UK health authorities on Thursday added another region for surge testing following the identification of a “small number” of confirmed cases of the Delta variant of COVID-19 or the highly transmissible B1.617.2 mutation first identified in India. The National Health Service (NHS) Test and Trace system launched additional testing and genomic sequencing at Gamesley Ward in the High Peak area of England’s Derbyshire county, in partnership with the local authorities. All the confirmed cases in the area have been instructed to self-isolate and their contacts have been identified, the Department of Health and Social Care (DHSC) said.

Everyone aged five and over who lives or works in this area is strongly encouraged to take a COVID-19 PCR test from today, whether they are showing symptoms or not, DHSC said. Enhanced contact tracing will be used for individuals testing positive with a variant of concern (VOC). This is where contact tracers look back over an extended period to determine the route of transmission, it added.

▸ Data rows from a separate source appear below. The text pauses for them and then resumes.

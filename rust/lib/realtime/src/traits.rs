use async_trait::async_trait;
use serde_json::{Map, Value};

use crate::error::DbError;
use crate::listener::ChildAdded;

/// The hosted realtime database as seen by the client.
///
/// Every operation completes asynchronously with an explicit `Result`.
/// Implementations give no ordering guarantee between calls that are in
/// flight at the same time, and no transaction spans two calls.
#[async_trait]
pub trait RealtimeDb: Send + Sync {
    /// Merge `fields` into the node at `path`. Each field replaces the
    /// child it names; other children are left alone. A `null` field
    /// removes that child.
    async fn update(&self, path: &str, fields: Map<String, Value>) -> Result<(), DbError>;

    /// Replace the node at `path`. `Value::Null` removes it.
    async fn set_value(&self, path: &str, value: Value) -> Result<(), DbError>;

    /// Remove the node at `path` and everything under it.
    async fn remove_value(&self, path: &str) -> Result<(), DbError>;

    /// Read the node at `path` once. `None` when nothing is stored there.
    async fn read_once(&self, path: &str) -> Result<Option<Value>, DbError>;

    /// Listen for children of `path`: every existing child first, then
    /// each new one as it appears.
    fn observe_child_added(&self, path: &str) -> Result<ChildAdded, DbError>;

    /// Allocate `{path}/{uniqueKey}` without writing anything.
    fn child_by_auto_id(&self, path: &str) -> Result<String, DbError>;
}
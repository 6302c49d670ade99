/// Hashtags in a caption, in order of first appearance.
///
/// A whitespace-separated word is a hashtag when it starts with `#`. The
/// tag is the word with leading and trailing non-alphanumeric characters
/// stripped; words that strip to nothing are dropped.
pub fn hashtags(caption: &str) -> Vec<String> {
    let mut tags: Vec<String> = Vec::new();
    for word in caption.split_whitespace().filter(|w| w.starts_with('#')) {
        let tag = word.trim_matches(|c: char| !c.is_alphanumeric());
        if !tag.is_empty() && !tags.iter().any(|t| t == tag) {
            tags.push(tag.to_string());
        }
    }
    tags
}
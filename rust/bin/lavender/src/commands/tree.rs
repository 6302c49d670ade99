//! Raw tree access: `lavender get posts/p1`, `lavender put posts/p1/caption '"hi"'`.

use anyhow::Result;
use serde_json::Value;

use super::App;

pub async fn get(app: &App, path: &str) -> Result<()> {
    match app.db.read_once(path).await? {
        Some(value) => println!("{}", serde_json::to_string_pretty(&value)?),
        None => println!("(empty)"),
    }
    Ok(())
}

/// Write JSON at `path`. With `merge`, an object body is merged into the
/// existing node instead of replacing it.
pub async fn put(app: &App, path: &str, body: &str, merge: bool) -> Result<()> {
    let value: Value = serde_json::from_str(body)
        .map_err(|e| anyhow::anyhow!("Invalid JSON body: {}", e))?;

    match (merge, value) {
        (true, Value::Object(fields)) => app.db.update(path, fields).await?,
        (true, _) => anyhow::bail!("--merge needs a JSON object body."),
        (false, value) => app.db.set_value(path, value).await?,
    }
    println!("Wrote {}", path);
    Ok(())
}
use crate::error::KVError;

/// KVStore is a flat, ordered key-value storage interface.
///
/// Keys are `/`-separated paths such as `posts/p1/likes`. The realtime tree
/// stores one JSON leaf per key, so prefix scans are how subtrees are read.
pub trait KVStore: Send + Sync {
    /// Get the value for a key. Returns None if the key does not exist.
    fn get(&self, key: &str) -> Result<Option<Vec<u8>>, KVError>;

    /// Set a key-value pair, overwriting any previous value.
    fn set(&self, key: &str, value: &[u8]) -> Result<(), KVError>;

    /// Delete a key. Deleting a missing key is not an error.
    fn delete(&self, key: &str) -> Result<(), KVError>;

    /// Set many pairs in one write transaction.
    fn batch_set(&self, entries: &[(&str, &[u8])]) -> Result<(), KVError>;

    /// Delete many keys in one write transaction.
    fn batch_delete(&self, keys: &[&str]) -> Result<(), KVError>;

    /// Delete `deletes`, then set `sets`, in one write transaction.
    ///
    /// Readers see either the state before the call or the state after it.
    fn apply(&self, deletes: &[&str], sets: &[(&str, &[u8])]) -> Result<(), KVError>;

    /// Scan all keys starting with `prefix`. Returns (key, value) pairs sorted by key.
    fn scan(&self, prefix: &str) -> Result<Vec<(String, Vec<u8>)>, KVError>;
}
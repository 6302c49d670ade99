use url::{ParseError, Url};

use crate::error::BlobError;

/// BlobStore holds post media (images) by key.
///
/// Keys are path-like strings: `post_images/4f1c.jpg`. A post stores the
/// reference it was uploaded under; [`media_key`] turns that reference
/// back into a key.
pub trait BlobStore: Send + Sync {
    /// Store a blob. Overwrites if the key already exists.
    fn put(&self, key: &str, data: &[u8]) -> Result<(), BlobError>;

    /// Retrieve a blob. Returns None if the key does not exist.
    fn get(&self, key: &str) -> Result<Option<Vec<u8>>, BlobError>;

    /// Delete a blob. No-op if the key does not exist.
    fn delete(&self, key: &str) -> Result<(), BlobError>;

    /// Check whether a blob exists.
    fn exists(&self, key: &str) -> Result<bool, BlobError>;
}

/// Resolve a stored media reference to a blob key.
///
/// Accepts either a bare key (`post_images/a.jpg`) or a download URL in
/// the hosted-storage shape
/// `https://host/v0/b/<bucket>/o/post_images%2Fa.jpg?alt=media&token=..`.
/// For URLs the object name after the last `o` segment is percent-decoded;
/// URLs without one fall back to their whole path.
pub fn media_key(reference: &str) -> Result<String, BlobError> {
    let invalid = || BlobError::InvalidReference(reference.to_string());

    let url = match Url::parse(reference) {
        Ok(url) => url,
        Err(ParseError::RelativeUrlWithoutBase) if !reference.is_empty() => {
            return Ok(reference.to_string());
        }
        Err(_) => return Err(invalid()),
    };

    let segments: Vec<&str> = url.path_segments().map(|s| s.collect()).unwrap_or_default();
    let object = match segments.iter().rposition(|s| *s == "o") {
        Some(i) => segments[i + 1..].join("/"),
        None => segments.join("/"),
    };

    let key = urlencoding::decode(&object).map_err(|_| invalid())?;
    if key.is_empty() {
        return Err(invalid());
    }
    Ok(key.into_owned())
}

#[cfg(test)]
mod tests {
    use super::*;

    #[test]
    fn bare_key_passes_through() {
        assert_eq!(media_key("post_images/a.jpg").unwrap(), "post_images/a.jpg");
    }

    #[test]
    fn download_url_is_decoded() {
        let url = "https://storage.example.com/v0/b/lavender.app/o/post_images%2Fa1.jpg?alt=media&token=t";
        assert_eq!(media_key(url).unwrap(), "post_images/a1.jpg");
    }

    #[test]
    fn plain_url_uses_path() {
        assert_eq!(
            media_key("file://localhost/post_images/b.jpg").unwrap(),
            "post_images/b.jpg"
        );
    }

    #[test]
    fn empty_and_broken_references_are_rejected() {
        assert!(media_key("").is_err());
        assert!(media_key("https://host").is_err());
        assert!(media_key("https://host/o/bad%ff").is_err());
    }
}
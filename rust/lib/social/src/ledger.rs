use std::sync::Arc;

use lavender_core::{Session, now_unix_secs};
use lavender_realtime::{DbError, RealtimeDb};
use serde_json::{Map, Value};
use tracing::{debug, warn};

use crate::gate::PostGates;
use crate::model::{LIKE_MARKER, Notification, Post};
use crate::paths::StorePaths;

/// Why a like transition changed nothing, or stopped short.
#[derive(Debug, Clone, PartialEq, Eq)]
pub enum Skip {
    /// No signed-in user.
    SignedOut,
    /// The viewer already has a `user-likes` entry for this post.
    AlreadyLiked,
    /// Unlike on a post whose counter is already 0.
    CounterAtZero,
    /// Reading the viewer's `user-likes` entry failed; nothing was written.
    LookupFailed(DbError),
    /// The `post-likes` write failed; the counter was left alone.
    IndexWriteFailed(DbError),
}

/// Result of [`InteractionLedger::set_like_state`].
#[derive(Debug, Clone, PartialEq, Eq)]
pub enum LikeOutcome {
    /// The counter moved; `likes` is its new value.
    Applied { likes: u64 },
    Skipped(Skip),
}

impl LikeOutcome {
    /// The updated count, when one was delivered.
    pub fn likes(&self) -> Option<u64> {
        match self {
            LikeOutcome::Applied { likes } => Some(*likes),
            LikeOutcome::Skipped(_) => None,
        }
    }
}

/// Applies like and unlike transitions across the five projections of a
/// like: the actor's `user-likes` entry, the post's `post-likes` entry,
/// the stored counter, the owner's notification and the `Post` itself.
///
/// Transitions on one post id are serialized; the database calls inside
/// a transition are not. The store never sees a negative counter.
pub struct InteractionLedger {
    db: Arc<dyn RealtimeDb>,
    session: Arc<dyn Session>,
    paths: StorePaths,
    gates: PostGates,
}

impl InteractionLedger {
    pub fn new(db: Arc<dyn RealtimeDb>, session: Arc<dyn Session>, paths: StorePaths) -> Self {
        Self {
            db,
            session,
            paths,
            gates: PostGates::new(),
        }
    }

    pub fn paths(&self) -> &StorePaths {
        &self.paths
    }

    /// Like (`add_like`) or unlike `post` as the signed-in user.
    ///
    /// `on_count` receives the updated counter once the local post has
    /// moved and before the counter is persisted. It is not called when
    /// the transition is skipped. The returned outcome carries the same
    /// count, or the reason nothing was delivered.
    pub async fn set_like_state<F>(&self, post: &mut Post, add_like: bool, on_count: F) -> LikeOutcome
    where
        F: FnOnce(u64) + Send,
    {
        let Some(actor) = self.session.current_uid() else {
            debug!("like on {} ignored: signed out", post.id());
            return LikeOutcome::Skipped(Skip::SignedOut);
        };

        let _gate = self.gates.enter(post.id()).await;
        if add_like {
            self.add_like(&actor, post, on_count).await
        } else {
            self.remove_like(&actor, post, on_count).await
        }
    }

    async fn add_like<F>(&self, actor: &str, post: &mut Post, on_count: F) -> LikeOutcome
    where
        F: FnOnce(u64) + Send,
    {
        let user_entry = self.paths.user_like(actor, post.id());
        match self.db.read_once(&user_entry).await {
            Ok(Some(_)) => {
                debug!("{} already likes {}", actor, post.id());
                post.liked = true;
                return LikeOutcome::Skipped(Skip::AlreadyLiked);
            }
            Ok(None) => {}
            Err(e) => warn!("like guard read failed for {}: {}", user_entry, e),
        }

        let marker = if actor == post.owner_uid() {
            Value::from(LIKE_MARKER)
        } else {
            match self.send_like_notification(actor, post).await {
                Some(id) => Value::String(id),
                None => Value::from(LIKE_MARKER),
            }
        };

        let user_index = self.paths.user_likes(actor);
        let post_index = self.paths.post_likes(post.id());
        let (user_res, post_res) = tokio::join!(
            self.db.update(&user_index, single(post.id(), marker)),
            self.db.update(&post_index, single(actor, Value::from(LIKE_MARKER))),
        );

        if let Err(e) = user_res {
            warn!("failed to record like in {}: {}", user_index, e);
        }
        if let Err(e) = post_res {
            warn!("failed to record like in {}: {}", post_index, e);
            return LikeOutcome::Skipped(Skip::IndexWriteFailed(e));
        }

        post.likes += 1;
        post.liked = true;
        on_count(post.likes);
        self.persist_count(post).await;
        debug!("{} liked {} ({} likes)", actor, post.id(), post.likes);
        LikeOutcome::Applied { likes: post.likes }
    }

    async fn remove_like<F>(&self, actor: &str, post: &mut Post, on_count: F) -> LikeOutcome
    where
        F: FnOnce(u64) + Send,
    {
        let user_entry = self.paths.user_like(actor, post.id());
        let stored = match self.db.read_once(&user_entry).await {
            Ok(stored) => stored,
            Err(e) => {
                warn!("unlike lookup failed for {}: {}", user_entry, e);
                return LikeOutcome::Skipped(Skip::LookupFailed(e));
            }
        };
        let notification = stored
            .as_ref()
            .and_then(Value::as_str)
            .map(|id| self.paths.notification(post.owner_uid(), id));
        let post_entry = self.paths.post_like(post.id(), actor);

        let drop_user = async {
            if let Err(e) = self.db.remove_value(&user_entry).await {
                warn!("failed to remove {}: {}", user_entry, e);
            }
        };
        let drop_notification = async {
            if let Some(path) = &notification {
                if let Err(e) = self.db.remove_value(path).await {
                    warn!("failed to remove {}: {}", path, e);
                }
            }
        };
        let drop_post = async move {
            if let Err(e) = self.db.remove_value(&post_entry).await {
                warn!("failed to remove {}: {}", post_entry, e);
                return LikeOutcome::Skipped(Skip::IndexWriteFailed(e));
            }
            if post.likes == 0 {
                debug!("unlike on {} ignored: counter at zero", post.id());
                return LikeOutcome::Skipped(Skip::CounterAtZero);
            }
            post.likes -= 1;
            post.liked = false;
            on_count(post.likes);
            self.persist_count(post).await;
            debug!("{} unliked {} ({} likes)", actor, post.id(), post.likes);
            LikeOutcome::Applied { likes: post.likes }
        };

        let ((), outcome, ()) = tokio::join!(drop_user, drop_post, drop_notification);
        outcome
    }

    /// Allocate and write a like notification in the owner's feed.
    ///
    /// Returns the allocated id even when the write fails, so the index
    /// entry still points at it; None only when no id could be allocated.
    async fn send_like_notification(&self, actor: &str, post: &Post) -> Option<String> {
        let feed = self.paths.notifications(post.owner_uid());
        let path = match self.db.child_by_auto_id(&feed) {
            Ok(path) => path,
            Err(e) => {
                warn!("failed to allocate notification under {}: {}", feed, e);
                return None;
            }
        };
        let (_, id) = lavender_realtime::path::split_last(&path)?;
        let id = id.to_string();

        let record = Notification::like(actor, post.id(), now_unix_secs());
        let fields = match serde_json::to_value(&record) {
            Ok(Value::Object(fields)) => fields,
            _ => Map::new(),
        };
        if let Err(e) = self.db.update(&path, fields).await {
            warn!("failed to write notification {}: {}", path, e);
        }
        Some(id)
    }

    async fn persist_count(&self, post: &Post) {
        let path = self.paths.post_like_count(post.id());
        if let Err(e) = self.db.set_value(&path, Value::from(post.likes)).await {
            warn!("failed to persist like count {}: {}", path, e);
        }
    }

    /// Reload `post.liked` from the signed-in user's `user-likes` entry.
    /// Signed out always reads as not liked.
    pub async fn refresh_liked(&self, post: &mut Post) -> Result<bool, DbError> {
        let liked = match self.session.current_uid() {
            Some(actor) => self
                .db
                .read_once(&self.paths.user_like(&actor, post.id()))
                .await?
                .is_some(),
            None => false,
        };
        post.liked = liked;
        Ok(liked)
    }

    /// Uids with an entry in `post-likes/{post_id}`, sorted.
    pub async fn likers(&self, post_id: &str) -> Result<Vec<String>, DbError> {
        let likers = match self.db.read_once(&self.paths.post_likes(post_id)).await? {
            Some(Value::Object(entries)) => entries.into_iter().map(|(uid, _)| uid).collect(),
            _ => Vec::new(),
        };
        Ok(likers)
    }
}

fn single(key: &str, value: Value) -> Map<String, Value> {
    let mut fields = Map::new();
    fields.insert(key.to_string(), value);
    fields
}

#[cfg(test)]
mod tests {
    use super::*;

    #[test]
    fn outcome_likes() {
        assert_eq!(LikeOutcome::Applied { likes: 4 }.likes(), Some(4));
        assert_eq!(LikeOutcome::Skipped(Skip::SignedOut).likes(), None);
    }

    #[test]
    fn single_field_map() {
        let fields = single("p1", Value::from(LIKE_MARKER));
        assert_eq!(fields.len(), 1);
        assert_eq!(fields["p1"], Value::from(1));
    }
}
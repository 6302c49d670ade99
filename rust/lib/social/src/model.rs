use chrono::{DateTime, Utc};
use lavender_core::ServiceError;
use lavender_realtime::path;
use serde::{Deserialize, Serialize};
use serde_json::{Value, json};

/// Stored in an index entry that carries no notification id.
pub const LIKE_MARKER: i64 = 1;

/// A client-side post.
///
/// Identity, owner, caption, image and creation time are fixed once
/// loaded. The like counter and the viewer's liked flag are mutated only
/// by [`crate::InteractionLedger`].
#[derive(Debug, Clone, PartialEq)]
pub struct Post {
    id: String,
    owner_uid: String,
    caption: String,
    image_url: String,
    created_at: DateTime<Utc>,
    pub(crate) likes: u64,
    pub(crate) liked: bool,
}

impl Post {
    pub fn new(
        id: &str,
        owner_uid: &str,
        caption: &str,
        image_url: &str,
        created_at: DateTime<Utc>,
        likes: u64,
    ) -> Result<Self, ServiceError> {
        if !path::is_valid_segment(id) {
            return Err(ServiceError::Validation(format!("invalid post id: {:?}", id)));
        }
        if !path::is_valid_segment(owner_uid) {
            return Err(ServiceError::Validation(format!(
                "post {}: invalid owner uid {:?}",
                id, owner_uid
            )));
        }
        if image_url.is_empty() {
            return Err(ServiceError::Validation(format!("post {}: empty image reference", id)));
        }
        Ok(Self {
            id: id.to_string(),
            owner_uid: owner_uid.to_string(),
            caption: caption.to_string(),
            image_url: image_url.to_string(),
            created_at,
            likes,
            liked: false,
        })
    }

    /// Build a post from its stored record under `posts/{id}`.
    ///
    /// `likes` defaults to 0 when absent and is clamped at 0; `caption`
    /// defaults to empty. `ownerUid`, `imageUrl` and `creationDate` are
    /// required.
    pub fn from_record(id: &str, record: &Value) -> Result<Self, ServiceError> {
        let obj = record
            .as_object()
            .ok_or_else(|| ServiceError::Validation(format!("post {}: record is not an object", id)))?;
        let text = |field: &str| obj.get(field).and_then(Value::as_str);
        let required = |field: &str| {
            text(field)
                .filter(|s| !s.is_empty())
                .ok_or_else(|| ServiceError::Validation(format!("post {}: missing {}", id, field)))
        };

        let owner_uid = required("ownerUid")?;
        let image_url = required("imageUrl")?;
        let seconds = obj
            .get("creationDate")
            .and_then(Value::as_f64)
            .ok_or_else(|| ServiceError::Validation(format!("post {}: missing creationDate", id)))?;
        let created_at = DateTime::from_timestamp_millis((seconds * 1000.0).round() as i64)
            .ok_or_else(|| {
                ServiceError::Validation(format!("post {}: creationDate out of range", id))
            })?;
        let likes = match obj.get("likes") {
            None | Some(Value::Null) => 0,
            Some(v) => v
                .as_f64()
                .ok_or_else(|| ServiceError::Validation(format!("post {}: likes is not a number", id)))?
                .max(0.0) as u64,
        };

        Self::new(id, owner_uid, text("caption").unwrap_or_default(), image_url, created_at, likes)
    }

    /// The stored record for this post.
    pub fn to_record(&self) -> Value {
        json!({
            "caption": self.caption,
            "likes": self.likes,
            "imageUrl": self.image_url,
            "ownerUid": self.owner_uid,
            "creationDate": self.created_at.timestamp_millis() as f64 / 1000.0,
        })
    }

    pub fn id(&self) -> &str {
        &self.id
    }

    pub fn owner_uid(&self) -> &str {
        &self.owner_uid
    }

    pub fn caption(&self) -> &str {
        &self.caption
    }

    pub fn image_url(&self) -> &str {
        &self.image_url
    }

    pub fn created_at(&self) -> DateTime<Utc> {
        self.created_at
    }

    pub fn likes(&self) -> u64 {
        self.likes
    }

    /// Whether the signed-in viewer likes this post.
    pub fn liked(&self) -> bool {
        self.liked
    }
}

/// Notification type codes as stored in the `type` field.
#[derive(Debug, Clone, Copy, PartialEq, Eq, Serialize, Deserialize)]
#[serde(into = "u8", try_from = "u8")]
pub enum NotificationKind {
    Like,
    Comment,
    Follow,
    CommentMention,
    PostMention,
}

impl From<NotificationKind> for u8 {
    fn from(kind: NotificationKind) -> u8 {
        match kind {
            NotificationKind::Like => 0,
            NotificationKind::Comment => 1,
            NotificationKind::Follow => 2,
            NotificationKind::CommentMention => 3,
            NotificationKind::PostMention => 4,
        }
    }
}

impl TryFrom<u8> for NotificationKind {
    type Error = String;

    fn try_from(code: u8) -> Result<Self, Self::Error> {
        match code {
            0 => Ok(NotificationKind::Like),
            1 => Ok(NotificationKind::Comment),
            2 => Ok(NotificationKind::Follow),
            3 => Ok(NotificationKind::CommentMention),
            4 => Ok(NotificationKind::PostMention),
            other => Err(format!("unknown notification type {}", other)),
        }
    }
}

/// A record under `notifications/{ownerUid}/{notificationId}`.
#[derive(Debug, Clone, PartialEq, Serialize, Deserialize)]
pub struct Notification {
    #[serde(with = "flag")]
    pub checked: bool,
    /// Unix seconds.
    #[serde(rename = "creationDate")]
    pub created_at: i64,
    /// Who caused it.
    #[serde(rename = "uid")]
    pub actor_uid: String,
    #[serde(rename = "type")]
    pub kind: NotificationKind,
    #[serde(rename = "postId", default, skip_serializing_if = "Option::is_none")]
    pub post_id: Option<String>,
}

impl Notification {
    pub fn like(actor_uid: &str, post_id: &str, created_at: i64) -> Self {
        Self {
            checked: false,
            created_at,
            actor_uid: actor_uid.to_string(),
            kind: NotificationKind::Like,
            post_id: Some(post_id.to_string()),
        }
    }
}

/// `checked` is stored as 0/1; booleans are accepted on read.
mod flag {
    use serde::de::Error as _;
    use serde::{Deserialize, Deserializer, Serializer};
    use serde_json::Value;

    pub fn serialize<S: Serializer>(value: &bool, s: S) -> Result<S::Ok, S::Error> {
        s.serialize_u8(u8::from(*value))
    }

    pub fn deserialize<'de, D: Deserializer<'de>>(d: D) -> Result<bool, D::Error> {
        match Value::deserialize(d)? {
            Value::Bool(b) => Ok(b),
            Value::Number(n) => Ok(n.as_f64() != Some(0.0)),
            other => Err(D::Error::custom(format!("expected 0 or 1, got {}", other))),
        }
    }
}

#[cfg(test)]
mod tests {
    use super::*;

    fn make_record() -> Value {
        json!({
            "caption": "sunset #beach",
            "likes": 3,
            "imageUrl": "post_images/p1.jpg",
            "ownerUid": "bob",
            "creationDate": 1_700_000_000.25,
        })
    }

    #[test]
    fn from_record_reads_every_field() {
        let post = Post::from_record("p1", &make_record()).unwrap();
        assert_eq!(post.id(), "p1");
        assert_eq!(post.owner_uid(), "bob");
        assert_eq!(post.caption(), "sunset #beach");
        assert_eq!(post.image_url(), "post_images/p1.jpg");
        assert_eq!(post.likes(), 3);
        assert!(!post.liked());
        assert_eq!(post.created_at().timestamp_millis(), 1_700_000_000_250);
    }

    #[test]
    fn from_record_defaults_and_clamps_likes() {
        let mut record = make_record();
        record.as_object_mut().unwrap().remove("likes");
        assert_eq!(Post::from_record("p1", &record).unwrap().likes(), 0);

        record["likes"] = json!(-4);
        assert_eq!(Post::from_record("p1", &record).unwrap().likes(), 0);
    }

    #[test]
    fn from_record_rejects_missing_fields() {
        for field in ["ownerUid", "imageUrl", "creationDate"] {
            let mut record = make_record();
            record.as_object_mut().unwrap().remove(field);
            let err = Post::from_record("p1", &record).unwrap_err();
            assert!(err.to_string().contains(field), "{}", err);
        }
        assert!(Post::from_record("p1", &json!("nope")).is_err());
        assert!(Post::from_record("p.1", &make_record()).is_err());
    }

    #[test]
    fn record_survives_reload() {
        let post = Post::from_record("p1", &make_record()).unwrap();
        assert_eq!(Post::from_record("p1", &post.to_record()).unwrap(), post);
    }

    #[test]
    fn notification_wire_format() {
        let n = Notification::like("alice", "p1", 1_700_000_000);
        let value = serde_json::to_value(&n).unwrap();
        assert_eq!(
            value,
            json!({
                "checked": 0,
                "creationDate": 1_700_000_000,
                "uid": "alice",
                "type": 0,
                "postId": "p1",
            })
        );
    }

    #[test]
    fn notification_accepts_follow_without_post() {
        let n: Notification = serde_json::from_value(json!({
            "checked": true,
            "creationDate": 5,
            "uid": "carol",
            "type": 2,
        }))
        .unwrap();
        assert!(n.checked);
        assert_eq!(n.kind, NotificationKind::Follow);
        assert_eq!(n.post_id, None);
    }

    #[test]
    fn unknown_notification_type_is_rejected() {
        let res: Result<Notification, _> = serde_json::from_value(json!({
            "checked": 0,
            "creationDate": 5,
            "uid": "carol",
            "type": 9,
        }));
        assert!(res.is_err());
    }
}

Any PCR positive test results will be sent for genomic sequencing at specialist laboratories to help officials identify COVID-19 cases with a variant of concern and prevent its further spread. As part of the surge testing system, people are also being encouraged to use the free twice-weekly rapid tests, commonly known as lateral flow devices or LFDs, to be followed up with a PCR test. Several regions across the UK are now covered by the surge testing protocol, including many councils of London, as part of efforts to contain the spread of the Delta variant.

It comes as official figures show that more than half of UK adults have now had both doses of a coronavirus vaccine. “Now let’s finish the job. When it’s your turn, get the jab,” UK Prime Minister Boris Johnson said on Twitter in reference to the latest figures.

A total of 26,422,303 second doses have been given out since the vaccine rollout began nearly six months ago, something UK Vaccines Minister Nadhim Zahawi described as “another important milestone”. The government has committed to offer a first dose of a vaccine to all adults by the end of July, and both doses to everyone aged 50 and over by June 21 the date marked for an end to all lockdown restrictions unless the Delta VOC spread delays that roadmap.

Meanwhile, the UK reviewed its traffic light system for international travel and has concluded that it isn’t safe to add additional countries to the safe green list for quarantine-free travel. In fact, Portugal which was on the green list, has been moved to amber which requires travellers to home quarantine. Travel from red list countries remains banned for foreigners and comes with a compulsory hotel quarantine requirement for British residents. India remains on the red list alongside most of the Indian sub-continent countries, with Sri Lanka now also added to it. UK Transport Secretary Grant Shapps said it was “a difficult decision” and that Portugal was downgraded because the government wants to give the UK “the best possible chance of unlocking domestically” as planned on June 21.